For now, I still miss him. For now, I still cry when I think about him. For now. He did his job; it’s up to me to do mine.
But that seed is planted. Maybe someday it will grow.
That is his truest gift to me…the prospect of hope.
“Hope is a waking dream.” – Aristotle
4 thoughts on “Day 189”
I think your Lincoln and his amazing story are known, and remembered often, by more people than you can imagine. Lincoln was one incredible dog. And you, one incredible love in his life. I hope your guilt fades. All the wonder of Lincoln’s life was because of you. We all know that. And more importantly, he knows that too.
I read your post last night and came back now to read it again. Lincoln was the first blog I read and read over and over again. It was inspirational to me and reading Lincoln’s story and all you did gave me courage and hope. I might be wrong, but I think some of what you feel is the way we often feel when an aged parent dies — you know they could go any day, yet you think they will live forever. Lincoln overcame so much why would you ever think about him not being there — I think he did teach you to be more like him. Your writings captured him so well that I felt I knew him, and I will never forget him.
Rhonda, I read this and the tears won’t stop falling.
Please know, you are not arrogant, or foolish, or whatever you think you are for the continuous feeling of grief in your heart….you are HUMAN. That’s OK. And you are correct; we ALL understand that deep sense of loss here. Please don’t ever feel guilty about not visiting Tripawds, OK? We all know what it’s like to need emotional space.
I know you will reach a point where you won’t cry when you think of him. It will happen in time, those gifts will sparkle once again and you will unwrap each one with laughter and a smile. Lincoln came into your life, and ours, and touched so many people out there in the world, to show us that disease and physical challenges don’t have to bring us down. He showed us to Never Give Up. And we will never, ever forget that.
We think of you and Lincoln often, and send lots of hugs your way. He will always be a hero to Tripawds everywhere.
Cindi and I are still in awe of both you and Lincoln, and will be for a long, long time.
We are Christians. We believe that God has put “the” dog in our lives to teach us what we needed to learn.
I can go back 30 years to my Old English, Willie, and see how perfectly His lessons were shared.
Willie taught me patience.
Lucy taught me to not stay set in my ways.
Buster taught me if you love something, do it! He loved to roll in horse manure!

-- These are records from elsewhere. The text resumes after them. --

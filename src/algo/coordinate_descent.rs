//! Back-and-forth coordinate descent.
//!
//! Each iteration moves along a single coordinate axis. The axes are visited
//! in the order `0, 1, ..., n - 1, n - 2, ..., 1, 0, 1, ...`, skipping axes
//! along which the gradient vanishes. The direction is oriented against the
//! gradient component, so it is always a descent direction.
//!
//! The length of the direction along every axis is remembered: after a step
//! of length `alpha`, the axis direction is rescaled by `alpha`, so that the
//! line search on the next visit of the axis starts from the step that was
//! accepted last time.

use log::trace;
use nalgebra::{DVector, RealField};
use num_traits::{One, Zero};

use super::{DirectionError, DirectionFinder, DirectionState};

/// Coordinate descent direction finder.
///
/// See [module](self) documentation for more details.
#[derive(Debug, Clone)]
pub struct CoordinateDescent<T: RealField + Copy> {
    steps: DVector<T>,
    index: usize,
    forward: bool,
    started: bool,
}

impl<T: RealField + Copy> CoordinateDescent<T> {
    /// Initializes coordinate descent for a problem with `n` parameters.
    pub fn new(n: usize) -> Self {
        Self {
            steps: DVector::from_element(n, T::one()),
            index: 0,
            forward: true,
            started: false,
        }
    }

    /// Per-axis step lengths.
    pub fn steps(&self) -> &DVector<T> {
        &self.steps
    }

    /// The axis of the last direction.
    pub fn index(&self) -> usize {
        self.index
    }

    fn advance(&mut self) {
        let n = self.steps.len();

        if !self.started {
            self.started = true;
            return;
        }

        if n <= 1 {
            return;
        }

        if self.forward {
            if self.index + 1 < n {
                self.index += 1;
            } else {
                self.forward = false;
                self.index -= 1;
            }
        } else if self.index > 0 {
            self.index -= 1;
        } else {
            self.forward = true;
            self.index += 1;
        }
    }
}

impl<T: RealField + Copy> DirectionFinder<T> for CoordinateDescent<T> {
    const NAME: &'static str = "coordinate descent";

    fn direction(&mut self, state: &DirectionState<'_, T>) -> Result<DVector<T>, DirectionError> {
        let n = self.steps.len();
        let mut p = DVector::zeros(n);

        // A full back-and-forth sweep visits every axis.
        for _ in 0..(2 * n).max(1) {
            self.advance();

            if n == 0 {
                break;
            }

            let i = self.index;
            let g = state.grad[i];

            if g > T::zero() {
                p[i] = -self.steps[i];
                return Ok(p);
            } else if g < T::zero() {
                p[i] = self.steps[i];
                return Ok(p);
            }

            trace!("coordinate descent skipping axis {} with zero gradient", i);
        }

        Ok(p)
    }

    fn update(
        &mut self,
        _prev: &DirectionState<'_, T>,
        _next: &DirectionState<'_, T>,
        alpha: T,
        _p: &DVector<T>,
    ) {
        if self.steps.is_empty() {
            return;
        }

        let scaled = self.steps[self.index] * alpha;
        if alpha.is_finite() && alpha > T::zero() && scaled > T::zero() && scaled.is_finite() {
            self.steps[self.index] = scaled;
        }
    }
}
//! Steepest descent.
//!
//! The direction is the negative gradient `p = -g`. Simple but slow on badly
//! scaled problems, mostly useful as a baseline.

use nalgebra::{DVector, RealField};

use super::{DirectionError, DirectionFinder, DirectionState};

/// Steepest descent direction finder.
#[derive(Debug, Clone, Copy, Default)]
pub struct SteepestDescent;

impl<T: RealField + Copy> DirectionFinder<T> for SteepestDescent {
    const NAME: &'static str = "steepest descent";

    fn direction(&mut self, state: &DirectionState<'_, T>) -> Result<DVector<T>, DirectionError> {
        Ok(-state.grad)
    }
}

Apollo taught me how to let go.
Mindy taught me that sometimes you have to leave your family and the only home you ever knew because you are the only one that could teach me what I needed to learn.
Penny, our Border Collie, has taught me how to give. She is the dog that started our Pet Assisted Therapy work. She’s also teaching me to be gracious when passing on knowledge to a young upstart, and, how to not be so concerned with growing old.
Shelby is teaching me so much. She’s teaching me to come out of “my” shell and be concerned with what others are facing. She teaching me, daily, that when you get knocked down, get up, smile and continue what you’re doing. She has taught me to take what the Lord gives and do the very best you can.
Willie and Buster left in 1990. I still tear up when I see a Old English. Lucy left us in 1999. Apollo left us in 2002. Mindy left us in 2004.
Penny and Shelby are still here. They still have lessons to teach me. When they are finished, they will move on to the bridge and before too long they will be chosen to share what they have to give with another fortunate human.
I thank God every day for putting those dogs in my life. People couldn’t teach me what I needed to learn, only a dog could could do that.
I miss them so much, how could you not miss a dog that has shared their lives with you and touched your very soul?